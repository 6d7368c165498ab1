use rustc_hash::FxHashSet;
use tracing::trace;
use url::Url;

use sieve_normalize::PackageName;

use crate::classifier::classify;
use crate::collector::LinkCollector;
use crate::error::{Skipped, log_skipped};
use crate::link::{Link, LinkOrigin};
use crate::options::FinderOptions;
use crate::visibility::check_index_link;

/// A URL waiting to be classified, in scan order.
struct Discovered {
    url: Url,
    origin: LinkOrigin,
    internal: bool,
}

/// Gather every usable link for a project from find-links, the index page and the dependency
/// links, in that order.
///
/// Each link gets its origin and its position in the scan. A URL seen twice keeps its first
/// discovery. Index page links must also pass the visibility policy.
pub(crate) fn aggregate(
    collector: &impl LinkCollector,
    package_name: &PackageName,
    dependency_links: &[Url],
    options: &FinderOptions,
) -> Vec<Link> {
    let find_links = collector
        .find_links(package_name)
        .into_iter()
        .map(|url| Discovered {
            url,
            origin: LinkOrigin::FindLinks,
            internal: true,
        });
    let index_links = collector
        .index_links(package_name)
        .into_iter()
        .map(|link| Discovered {
            url: link.url,
            origin: LinkOrigin::IndexPage,
            internal: link.internal,
        });
    let dependency_links = dependency_links
        .iter()
        .flat_map(|url| collector.dependency_links(url, package_name))
        .map(|url| Discovered {
            url,
            origin: LinkOrigin::DependencyLink,
            internal: true,
        });

    let mut seen = FxHashSet::default();
    let mut links = Vec::new();
    for (position, discovered) in find_links
        .chain(index_links)
        .chain(dependency_links)
        .enumerate()
    {
        if !seen.insert(discovered.url.clone()) {
            log_skipped(&discovered.url, discovered.origin, &Skipped::Duplicate);
            continue;
        }
        match accept(&discovered, position, package_name, options) {
            Ok(link) => {
                trace!("Found {} link {}", link.origin(), link.url());
                links.push(link);
            }
            Err(reason) => log_skipped(&discovered.url, discovered.origin, &reason),
        }
    }
    links
}

fn accept(
    discovered: &Discovered,
    position: usize,
    package_name: &PackageName,
    options: &FinderOptions,
) -> Result<Link, Skipped> {
    let link = classify(
        &discovered.url,
        discovered.origin,
        position,
        package_name,
        options,
    )?;
    if discovered.origin == LinkOrigin::IndexPage {
        check_index_link(&link, discovered.internal, options)?;
    }
    Ok(link)
}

# # # # # # #

- _What you have to do_:
Please retype every entry above exactly as it stands.

- _Solution below_:
repository 6d7368c165498ab1
use rustc_hash::FxHashSet;
use tracing::trace;
use url::Url;

use sieve_normalize::PackageName;

use crate::classifier::classify;
use crate::collector::LinkCollector;
use crate::error::{Skipped, log_skipped};
use crate::link::{Link, LinkOrigin};
use crate::options::FinderOptions;
use crate::visibility::check_index_link;

/// A URL waiting to be classified, in scan order.
struct Discovered {
    url: Url,
    origin: LinkOrigin,
    internal: bool,
}

/// Gather every usable link for a project from find-links, the index page and the dependency
/// links, in that order.
///
/// Each link gets its origin and its position in the scan. A URL seen twice keeps its first
/// discovery. Index page links must also pass the visibility policy.
pub(crate) fn aggregate(
    collector: &impl LinkCollector,
    package_name: &PackageName,
    dependency_links: &[Url],
    options: &FinderOptions,
) -> Vec<Link> {
    let find_links = collector
        .find_links(package_name)
        .into_iter()
        .map(|url| Discovered {
            url,
            origin: LinkOrigin::FindLinks,
            internal: true,
        });
    let index_links = collector
        .index_links(package_name)
        .into_iter()
        .map(|link| Discovered {
            url: link.url,
            origin: LinkOrigin::IndexPage,
            internal: link.internal,
        });
    let dependency_links = dependency_links
        .iter()
        .flat_map(|url| collector.dependency_links(url, package_name))
        .map(|url| Discovered {
            url,
            origin: LinkOrigin::DependencyLink,
            internal: true,
        });

    let mut seen = FxHashSet::default();
    let mut links = Vec::new();
    for (position, discovered) in find_links
        .chain(index_links)
        .chain(dependency_links)
        .enumerate()
    {
        if !seen.insert(discovered.url.clone()) {
            log_skipped(&discovered.url, discovered.origin, &Skipped::Duplicate);
            continue;
        }
        match accept(&discovered, position, package_name, options) {
            Ok(link) => {
                trace!("Found {} link {}", link.origin(), link.url());
                links.push(link);
            }
            Err(reason) => log_skipped(&discovered.url, discovered.origin, &reason),
        }
    }
    links
}

fn accept(
    discovered: &Discovered,
    position: usize,
    package_name: &PackageName,
    options: &FinderOptions,
) -> Result<Link, Skipped> {
    let link = classify(
        &discovered.url,
        discovered.origin,
        position,
        package_name,
        options,
    )?;
    if discovered.origin == LinkOrigin::IndexPage {
        check_index_link(&link, discovered.internal, options)?;
    }
    Ok(link)
}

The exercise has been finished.